第118話 決意

 探協長ガイウス・ルイズベルトの「解散」の一言で、かなりの人数になっていた探索者達の野次馬は三々五々散っていく。


 探索者協会の出入口や前の外に座り込んでいた〈聖なる覇者〉の一団も主要メンバー以外は治療院へ運ばれていく。

 探協長ガイウスもアトス・ブレイブら数名を探協の奥へと案内するとその場を後にした。

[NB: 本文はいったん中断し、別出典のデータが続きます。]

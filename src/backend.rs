//! Startup backend selection.
//!
//! One configuration check decides, for the whole process, whether reports
//! and posts live in Firestore or in memory.

use anyhow::Result;
use std::fmt;
use std::sync::Arc;
use tracing::{info, warn};

use crate::clock::Clock;
use crate::config::Config;
use crate::exchange::{FirestorePostStore, MemoryPostStore, PostStore};
use crate::fetch::client_from_config;
use crate::infra::firestore::FirestoreClient;
use crate::store::{FirestoreStore, MemoryStore, ReportStore};

#[derive(Debug, Clone, Copy, PartialEq, Eq)]
pub enum BackendKind {
    Firestore,
    Memory,
}

impl fmt::Display for BackendKind {
    fn fmt(&self, f: &mut fmt::Formatter<'_>) -> fmt::Result {
        match self {
            BackendKind::Firestore => f.write_str("firestore"),
            BackendKind::Memory => f.write_str("memory"),
        }
    }
}

/// The stores every service in the process shares.
#[derive(Clone)]
pub struct Backends {
    pub kind: BackendKind,
    pub reports: Arc<dyn ReportStore>,
    pub posts: Arc<dyn PostStore>,
}

impl Backends {
    /// Fresh in-memory stores stamped by `clock`.
    pub fn in_memory(clock: Arc<dyn Clock>) -> Self {
        Self {
            kind: BackendKind::Memory,
            reports: Arc::new(MemoryStore::new(clock.clone())),
            posts: Arc::new(MemoryPostStore::new(clock)),
        }
    }

    /// Opens Firestore-backed stores when a project is configured, in-memory
    /// ones otherwise. Missing credentials are not an error.
    pub fn open(config: &Config, clock: Arc<dyn Clock>) -> Result<Self> {
        let Some(firestore) = &config.firestore else {
            warn!("No Firestore project configured, using in-memory stores for this session");
            return Ok(Self::in_memory(clock));
        };

        let http = client_from_config(config, firestore)?;
        let client = Arc::new(FirestoreClient::new(http, firestore));
        info!(project = %firestore.project_id, "Using Firestore backend");

        Ok(Self {
            kind: BackendKind::Firestore,
            reports: Arc::new(FirestoreStore::new(client.clone())),
            posts: Arc::new(FirestorePostStore::new(client)),
        })
    }
}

 そして、さっきの異常な人口密度とは打って変わってその場には僕達だけが未だに取り残されていた。


「テイクくん……」


「テイク、俺達も行こう」


「……うん」


 少し遅れて僕達もその場を離れて、そのまま探協を後にした。


 当初の予定通り、僕達は〈セントラルストリート〉へと赴いて、探索で必要な道具類の買い出しをしようと出店を眺めながら進んでいく。


「……」


「……」


「……」


 しかし、その間に会話は特になく。買い物を楽しむような気分にはなれなかった。

〈セントラルストリート〉の雑多で明るい雰囲気が妙に浮き彫りに感じて、まともに出店を見る気も起きてこない。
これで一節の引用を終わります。